## Data supplied
use anyhow::{Context, Result};
use geo::{Coord, LineString, MultiLineString, MultiPoint, MultiPolygon, Point, Polygon};
use geojson::{Feature, JsonObject};
use shapefile::dbase::FieldValue;
use shapefile::{PolygonRing, Shape};
use std::path::Path;

pub fn read(path: &Path) -> Result<Vec<Feature>> {
    let mut reader = shapefile::Reader::from_path(path)
        .with_context(|| format!("Unable to open shapefile {}", path.display()))?;

    let mut features = vec![];
    for result in reader.iter_shapes_and_records() {
        let (shape, record) =
            result.with_context(|| format!("Unable to read feature from {}", path.display()))?;

        let geometry = to_geo(&shape).map(|g| geojson::Geometry::new(geojson::Value::from(&g)));

        let mut properties = JsonObject::new();
        for (name, value) in record.into_iter() {
            properties.insert(name, field_to_json(value));
        }

        features.push(Feature {
            bbox: None,
            geometry,
            id: None,
            properties: Some(properties),
            foreign_members: None,
        });
    }
    Ok(features)
}

fn field_to_json(value: FieldValue) -> serde_json::Value {
    match value {
        FieldValue::Character(Some(s)) | FieldValue::Memo(s) => s.into(),
        FieldValue::Numeric(Some(n)) | FieldValue::Double(n) => n.into(),
        FieldValue::Float(Some(f)) => f.into(),
        FieldValue::Integer(i) => i.into(),
        FieldValue::Logical(Some(b)) => b.into(),
        FieldValue::Date(Some(d)) => {
            format!("{:04}-{:02}-{:02}", d.year(), d.month(), d.day()).into()
        }
        _ => serde_json::Value::Null,
    }
}

fn rings_to_polygons<P>(
    rings: &[PolygonRing<P>],
    f: impl Fn(&P) -> (f64, f64) + Copy,
) -> MultiPolygon<f64> {
    let mut polygons: Vec<Polygon<f64>> = vec![];
    for ring in rings {
        match ring {
            PolygonRing::Outer(points) => {
                polygons.push(Polygon::new(LineString::new(xy(points, f)), vec![]))
            }
            // inner rings belong to the most recent outer ring
            PolygonRing::Inner(points) => {
                if let Some(last) = polygons.last_mut() {
                    last.interiors_push(LineString::new(xy(points, f)));
                }
            }
        }
    }
    MultiPolygon::new(polygons)
}

fn xy<P>(points: &[P], f: impl Fn(&P) -> (f64, f64)) -> Vec<Coord<f64>> {
    points
        .iter()
        .map(|p| {
            let (x, y) = f(p);
            Coord { x, y }
        })
        .collect()
}

fn to_geo(shape: &Shape) -> Option<geo::Geometry<f64>> {
    let geometry: geo::Geometry<f64> = match shape {
        Shape::NullShape => return None,
        Shape::Point(p) => Point::new(p.x, p.y).into(),
        Shape::PointM(p) => Point::new(p.x, p.y).into(),
        Shape::PointZ(p) => Point::new(p.x, p.y).into(),
        Shape::Multipoint(mp) => {
            MultiPoint::from(xy(mp.points(), |p| (p.x, p.y))).into()
        }
        Shape::MultipointM(mp) => {
            MultiPoint::from(xy(mp.points(), |p| (p.x, p.y))).into()
        }
        Shape::MultipointZ(mp) => {
            MultiPoint::from(xy(mp.points(), |p| (p.x, p.y))).into()
        }
        Shape::Polyline(l) => MultiLineString::new(
            l.parts().iter().map(|part| xy(part, |p| (p.x, p.y)).into()).collect(),
        )
        .into(),
        Shape::PolylineM(l) => MultiLineString::new(
            l.parts().iter().map(|part| xy(part, |p| (p.x, p.y)).into()).collect(),
        )
        .into(),
        Shape::PolylineZ(l) => MultiLineString::new(
            l.parts().iter().map(|part| xy(part, |p| (p.x, p.y)).into()).collect(),
        )
        .into(),
        Shape::Polygon(poly) => rings_to_polygons(poly.rings(), |p| (p.x, p.y)).into(),
        Shape::PolygonM(poly) => rings_to_polygons(poly.rings(), |p| (p.x, p.y)).into(),
        Shape::PolygonZ(poly) => rings_to_polygons(poly.rings(), |p| (p.x, p.y)).into(),
        Shape::Multipatch(_) => return None,
    };
    Some(geometry)
}
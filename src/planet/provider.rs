use super::responses::{OrderState, OrderStatus, SearchPage};
use crate::catalog::{Catalog, SceneRecord};
use crate::config::{ApiKey, ProviderConfig};
use crate::download;
use crate::error::Error;
use crate::filter::SearchFilter;
use crate::order::{DownloadOptions, OrderHandle, OrderRequest, OrderService};
use anyhow::Result;
use geojson::Geometry;
use reqwest::{Client, RequestBuilder};
use secrecy::ExposeSecret;
use serde_json::json;
use std::path::{Component, Path, PathBuf};
use tracing::{debug, info, warn};
use url::Url;

/// Data API search and Orders API v2 over HTTPS.
pub struct Provider {
    client: Client,
    api_key: ApiKey,
    config: ProviderConfig,
}

impl Provider {
    pub fn new(api_key: ApiKey, config: ProviderConfig) -> Self {
        Self::with_client(Client::new(), api_key, config)
    }

    pub fn with_client(client: Client, api_key: ApiKey, mut config: ProviderConfig) -> Self {
        // base URLs are joined with relative paths
        for url in [&mut config.data_url, &mut config.orders_url] {
            if !url.path().ends_with('/') {
                let path = format!("{}/", url.path());
                url.set_path(&path);
            }
        }
        Self {
            client,
            api_key,
            config,
        }
    }

    fn authed(self: &Self, request: RequestBuilder) -> RequestBuilder {
        request.basic_auth(self.api_key.secret().expose_secret(), Some(""))
    }

    fn search_url(self: &Self) -> Result<Url> {
        let mut url = self.config.data_url.join("quick-search")?;
        url.query_pairs_mut()
            .append_pair("_page_size", &self.config.page_size.to_string());
        Ok(url)
    }

    fn order_url(self: &Self, order_id: &str) -> Result<Url> {
        Ok(self.config.orders_url.join(order_id)?)
    }

    async fn order_status(self: &Self, order_id: &str) -> Result<OrderStatus> {
        let status = self
            .authed(self.client.get(self.order_url(order_id)?))
            .send()
            .await?
            .error_for_status()?
            .json()
            .await?;
        Ok(status)
    }
}

/// Result names are relative paths; anything that could leave the download
/// directory is rejected.
fn result_path(directory: &Path, name: &str) -> Result<PathBuf, Error> {
    let relative = Path::new(name);
    let normal = relative.components().all(|c| matches!(c, Component::Normal(_)));
    if name.is_empty() || !normal {
        return Err(Error::UnsafeResultName(name.to_string()));
    }
    Ok(directory.join(relative))
}

impl Catalog for Provider {
    async fn search(
        self: &Self,
        item_types: &[String],
        geometry: &Geometry,
        filter: &SearchFilter,
    ) -> Result<Vec<SceneRecord>> {
        let body = json!({
            "item_types": item_types,
            "filter": filter,
            "geometry": geometry,
        });
        let mut page: SearchPage = self
            .authed(self.client.post(self.search_url()?))
            .json(&body)
            .send()
            .await?
            .error_for_status()?
            .json()
            .await?;

        let mut records = vec![];
        loop {
            records.append(&mut page.features);
            let Some(next) = page.links.next.take() else {
                break;
            };
            debug!("Fetching next page: {}", next);
            page = self
                .authed(self.client.get(next))
                .send()
                .await?
                .error_for_status()?
                .json()
                .await?;
        }
        Ok(records)
    }
}

impl OrderService for Provider {
    async fn create_order(self: &Self, request: &OrderRequest) -> Result<OrderHandle> {
        let status: OrderStatus = self
            .authed(self.client.post(self.config.orders_url.clone()))
            .json(request)
            .send()
            .await?
            .error_for_status()?
            .json()
            .await?;
        info!("Created order: {}", status.id);
        Ok(OrderHandle { id: status.id })
    }

    async fn wait(self: &Self, order: &OrderHandle) -> Result<()> {
        let mut last: Option<OrderState> = None;
        for attempt in 1..=self.config.max_poll_attempts {
            let status = self.order_status(&order.id).await?;
            if last != Some(status.state) {
                info!("Order {} is {}", order.id, status.state);
                last = Some(status.state);
            }
            match status.state {
                OrderState::Success => return Ok(()),
                OrderState::Partial => {
                    warn!("Order {} was only partially fulfilled", order.id);
                    return Ok(());
                }
                OrderState::Failed | OrderState::Cancelled => {
                    return Err(Error::OrderFailed {
                        order_id: order.id.clone(),
                        state: status.state.to_string(),
                    }
                    .into())
                }
                OrderState::Queued | OrderState::Running | OrderState::Unknown => {
                    if attempt < self.config.max_poll_attempts {
                        tokio::time::sleep(self.config.poll_interval()).await
                    }
                }
            }
        }
        Err(Error::OrderTimeout {
            order_id: order.id.clone(),
            attempts: self.config.max_poll_attempts,
        }
        .into())
    }

    async fn download_order(
        self: &Self,
        order: &OrderHandle,
        directory: &Path,
        options: &DownloadOptions,
    ) -> Result<Vec<PathBuf>> {
        let status = self.order_status(&order.id).await?;
        let destinations = status
            .links
            .results
            .iter()
            .map(|result| result_path(directory, &result.name))
            .collect::<Result<Vec<_>, _>>()?;

        let mut files = vec![];
        for (result, dst) in status.links.results.into_iter().zip(destinations) {
            let request = self.authed(self.client.get(result.location));
            download::download(request, &dst, options).await?;
            files.push(dst);
        }
        Ok(files)
    }
}
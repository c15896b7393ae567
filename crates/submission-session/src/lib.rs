//! # submission-session
//!
//! Real-time submission session for document integrity analysis.
//!
//! ## Overview
//!
//! A client uploads a document, receives a submission id, and then watches
//! the analysis modules report in one by one over a WebSocket until the
//! service announces the aggregate verdict. This crate owns that stream:
//!
//! - **EventDecoder**: raw frame → typed [`Event`], malformed frames dropped
//! - **ResultAggregator**: pure fold of events into [`SessionState`]
//! - **ConnectionManager**: one live connection per submission id
//! - **SubmissionSession**: orchestration, snapshots, subscriptions and the
//!   one-shot report fetch after completion
//!
//! ## Architecture
//!
//! ```text
//! Transport ──frames──→ ConnectionManager ──ConnectionEvent──→ SubmissionSession
//!                                                                  │
//!                                          EventDecoder ←──────────┤
//!                                          aggregator::apply ←─────┤
//!                                                                  │
//!                                   UpdateBus ←──SessionUpdate─────┤
//!                                                                  │
//!                              ReportGateway ←──on completion──────┘
//! ```
//!
//! ## Example
//!
//! ```rust,ignore
//! use submission_session::{HttpSubmissionApi, SessionConfig, SubmissionSession, WsTransport};
//!
//! let config = SessionConfig::from_env()?;
//! let api = HttpSubmissionApi::new(config.clone());
//! let session = SubmissionSession::new(config, WsTransport::new(), api)?;
//!
//! session.start(submission_id);
//! let state = session.wait_for_completion().await?;
//! println!("{:?}", state.final_score);
//! ```

// Allow in tests
#![cfg_attr(test, allow(clippy::unwrap_used))]
#![cfg_attr(test, allow(clippy::expect_used))]
#![cfg_attr(test, allow(clippy::panic))]

pub mod adapters;
pub mod config;
pub mod connection;
pub mod domain;
pub mod error;
pub mod ports;
pub mod service;

#[cfg(test)]
pub(crate) mod testing;

pub use adapters::{Document, HttpSubmissionApi, WsTransport};
pub use config::{ConfigError, ReconnectPolicy, SessionConfig};
pub use connection::{
    CloseReason, ConnectionEvent, ConnectionEventKind, ConnectionHandle, ConnectionId,
    ConnectionManager, ConnectionSettings,
};
pub use domain::{Completion, Event, EventDecoder, FoldOutcome, Notice};
pub use error::{ApiError, SessionError, SessionResult};
pub use ports::{ReportGateway, Transport, TransportConnection, TransportFrame};
pub use service::{CallbackGuard, SubmissionSession};

pub use shared_bus::{SessionUpdate, Subscription, UpdateFilter, UpdateKind};
pub use shared_types::SessionState;
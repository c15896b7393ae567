//! # Event Decoder
//!
//! Turns one raw text frame into a typed [`Event`], or rejects it.
//!
//! Rejection is silent from the session's point of view: `decode` returns
//! `None` and logs the reason. A corrupt frame never ends a session.
//!
//! ```text
//! raw text ──parse──→ JSON value ──tag──→ WireEvent ──validate──→ Event
//!              │                   │                    │
//!              └── NotJson         ├── Malformed        ├── MissingField
//!                                  └── UnknownType      ├── OutOfRange
//!                                                       ├── UnknownModule
//!                                                       └── InvalidRiskLevel
//! ```

use serde::Deserialize;
use serde_json::Value;
use shared_types::{
    score_to_risk, DecodeError, FinalScore, ModuleId, ModuleResult, ModuleStatus, RiskLevel,
};
use tracing::debug;

use super::events::{Completion, Event, Notice};

/// Frame shapes as they appear on the wire. Extra fields are ignored.
#[derive(Debug, Deserialize)]
#[serde(tag = "type", rename_all = "snake_case")]
enum WireEvent {
    ModuleComplete {
        #[serde(default)]
        module_id: Option<String>,
        #[serde(default)]
        score: Option<f64>,
        #[serde(default)]
        confidence: Option<f64>,
        #[serde(default)]
        status: Option<String>,
        #[serde(default)]
        processing_ms: Option<f64>,
    },
    Completed {
        #[serde(default)]
        integrity_score: Option<f64>,
        #[serde(default)]
        risk_level: Option<String>,
        #[serde(default)]
        error: Option<String>,
    },
    AnalysisStarted {},
    Timeout {},
    Error {
        #[serde(default)]
        message: Option<String>,
        #[serde(default)]
        error: Option<String>,
    },
    #[serde(other)]
    Unknown,
}

/// Stateless decoder for analysis stream frames.
#[derive(Debug, Clone, Copy, Default)]
pub struct EventDecoder;

impl EventDecoder {
    pub fn new() -> Self {
        Self
    }

    /// Decode a frame, dropping anything invalid.
    pub fn decode(&self, raw: &str) -> Option<Event> {
        match Self::try_decode(raw) {
            Ok(event) => Some(event),
            Err(err) => {
                debug!(error = %err, len = raw.len(), "Dropping undecodable frame");
                None
            }
        }
    }

    /// Decode a frame, reporting why it was rejected.
    pub fn try_decode(raw: &str) -> Result<Event, DecodeError> {
        let value: Value =
            serde_json::from_str(raw).map_err(|e| DecodeError::NotJson(e.to_string()))?;
        let type_name = value
            .get("type")
            .and_then(Value::as_str)
            .map(str::to_owned);
        let wire: WireEvent =
            serde_json::from_value(value).map_err(|e| DecodeError::Malformed(e.to_string()))?;

        match wire {
            WireEvent::ModuleComplete {
                module_id,
                score,
                confidence,
                status,
                processing_ms,
            } => {
                let module_id = module_id.ok_or(DecodeError::MissingField("module_id"))?;
                let module_id: ModuleId = module_id
                    .parse()
                    .map_err(|_| DecodeError::UnknownModule(module_id))?;
                let status = ModuleStatus::from(status.ok_or(DecodeError::MissingField("status"))?);

                // Failed modules may report no numbers at all.
                let (score, confidence) = if status.is_error() {
                    (score.unwrap_or(0.0), confidence.unwrap_or(0.0))
                } else {
                    (
                        score.ok_or(DecodeError::MissingField("score"))?,
                        confidence.ok_or(DecodeError::MissingField("confidence"))?,
                    )
                };

                Ok(Event::ModuleComplete(ModuleResult::new(
                    module_id,
                    unit_interval("score", score)?,
                    unit_interval("confidence", confidence)?,
                    status,
                    millis(processing_ms)?,
                )))
            }

            WireEvent::Completed {
                integrity_score,
                risk_level,
                error,
            } => {
                let Some(score) = integrity_score else {
                    // Server finished without running anything.
                    return match error {
                        Some(error) => Ok(Event::Completed(Completion {
                            final_score: FinalScore::new(0.0, RiskLevel::Low),
                            error: Some(error),
                        })),
                        None => Err(DecodeError::MissingField("integrity_score")),
                    };
                };
                let score = unit_interval("integrity_score", score)?;
                let risk_level = risk_level.ok_or(DecodeError::MissingField("risk_level"))?;
                let risk: RiskLevel = risk_level
                    .parse()
                    .map_err(|_| DecodeError::InvalidRiskLevel(risk_level))?;

                if risk != score_to_risk(score) {
                    debug!(
                        score,
                        reported = %risk,
                        derived = %score_to_risk(score),
                        "Server risk level disagrees with score thresholds"
                    );
                }

                Ok(Event::Completed(Completion {
                    final_score: FinalScore::new(score, risk),
                    error,
                }))
            }

            WireEvent::AnalysisStarted {} => Ok(Event::Notice(Notice::AnalysisStarted)),
            WireEvent::Timeout {} => Ok(Event::Notice(Notice::Timeout)),
            WireEvent::Error { message, error } => Ok(Event::Notice(Notice::ServerError(
                message
                    .or(error)
                    .unwrap_or_else(|| "unspecified server error".to_string()),
            ))),
            WireEvent::Unknown => Err(DecodeError::UnknownType(type_name.unwrap_or_default())),
        }
    }
}

fn unit_interval(field: &'static str, value: f64) -> Result<f64, DecodeError> {
    if value.is_finite() && (0.0..=1.0).contains(&value) {
        Ok(value)
    } else {
        Err(DecodeError::OutOfRange { field, value })
    }
}

fn millis(value: Option<f64>) -> Result<u64, DecodeError> {
    match value {
        None => Ok(0),
        Some(ms) if ms.is_finite() && ms >= 0.0 => Ok(ms.round() as u64),
        Some(ms) => Err(DecodeError::OutOfRange {
            field: "processing_ms",
            value: ms,
        }),
    }
}
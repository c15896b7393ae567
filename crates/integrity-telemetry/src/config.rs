//! Telemetry configuration from environment variables.

use std::env;

/// Configuration for log output.
#[derive(Debug, Clone, PartialEq, Eq)]
pub struct TelemetryConfig {
    /// Service name attached to every event
    pub service_name: String,

    /// Log level filter (trace, debug, info, warn, error) or a full
    /// `EnvFilter` directive such as `submission_session=debug,info`
    pub log_level: String,

    /// Whether to write logs to stderr at all
    pub console_output: bool,

    /// Whether to emit JSON lines instead of human-readable output
    pub json_logs: bool,

    /// Whether to colour human-readable output
    pub ansi: bool,
}

impl Default for TelemetryConfig {
    fn default() -> Self {
        Self {
            service_name: "integrity-session".to_string(),
            log_level: "info".to_string(),
            console_output: true,
            json_logs: false,
            ansi: true,
        }
    }
}

impl TelemetryConfig {
    /// Create configuration from environment variables.
    ///
    /// # Environment Variables
    ///
    /// - `INTEGRITY_SERVICE_NAME`: Service name (default: integrity-session)
    /// - `INTEGRITY_LOG_LEVEL` or `RUST_LOG`: Log level (default: info)
    /// - `INTEGRITY_CONSOLE_OUTPUT`: Enable console output (default: true)
    /// - `INTEGRITY_JSON_LOGS`: Enable JSON logs (default: false, true in containers)
    /// - `NO_COLOR`: Disable ANSI colours when set
    pub fn from_env() -> Self {
        Self::from_lookup(|key| env::var(key).ok())
    }

    /// Same as [`from_env`](Self::from_env) with a custom variable source.
    pub fn from_lookup<F>(lookup: F) -> Self
    where
        F: Fn(&str) -> Option<String>,
    {
        let defaults = Self::default();
        let is_container =
            lookup("KUBERNETES_SERVICE_HOST").is_some() || lookup("DOCKER_CONTAINER").is_some();

        Self {
            service_name: lookup("INTEGRITY_SERVICE_NAME").unwrap_or(defaults.service_name),

            log_level: lookup("INTEGRITY_LOG_LEVEL")
                .or_else(|| lookup("RUST_LOG"))
                .unwrap_or(defaults.log_level),

            console_output: lookup("INTEGRITY_CONSOLE_OUTPUT")
                .map(|v| v.to_lowercase() != "false" && v != "0")
                .unwrap_or(defaults.console_output),

            json_logs: lookup("INTEGRITY_JSON_LOGS")
                .map(|v| v.to_lowercase() == "true" || v == "1")
                .unwrap_or(is_container),

            ansi: lookup("NO_COLOR").is_none(),
        }
    }

    /// Configuration for a named binary.
    pub fn for_binary(name: &str) -> Self {
        let mut config = Self::from_env();
        config.service_name = name.to_string();
        config
    }

    /// Raise verbosity by `count` levels above the configured one.
    ///
    /// Full `EnvFilter` directives are left untouched.
    #[must_use]
    pub fn with_verbosity(mut self, count: u8) -> Self {
        const LEVELS: [&str; 5] = ["error", "warn", "info", "debug", "trace"];

        if count == 0 {
            return self;
        }
        if let Some(index) = LEVELS.iter().position(|l| *l == self.log_level) {
            let raised = (index + usize::from(count)).min(LEVELS.len() - 1);
            self.log_level = LEVELS[raised].to_string();
        }
        self
    }
}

## Task instructions
Search the listing for the word "MultiPolygon" and return each line that holds it.

## Solved problem
use geo::{Coord, LineString, MultiLineString, MultiPoint, MultiPolygon, Point, Polygon};
) -> MultiPolygon<f64> {
    MultiPolygon::new(polygons)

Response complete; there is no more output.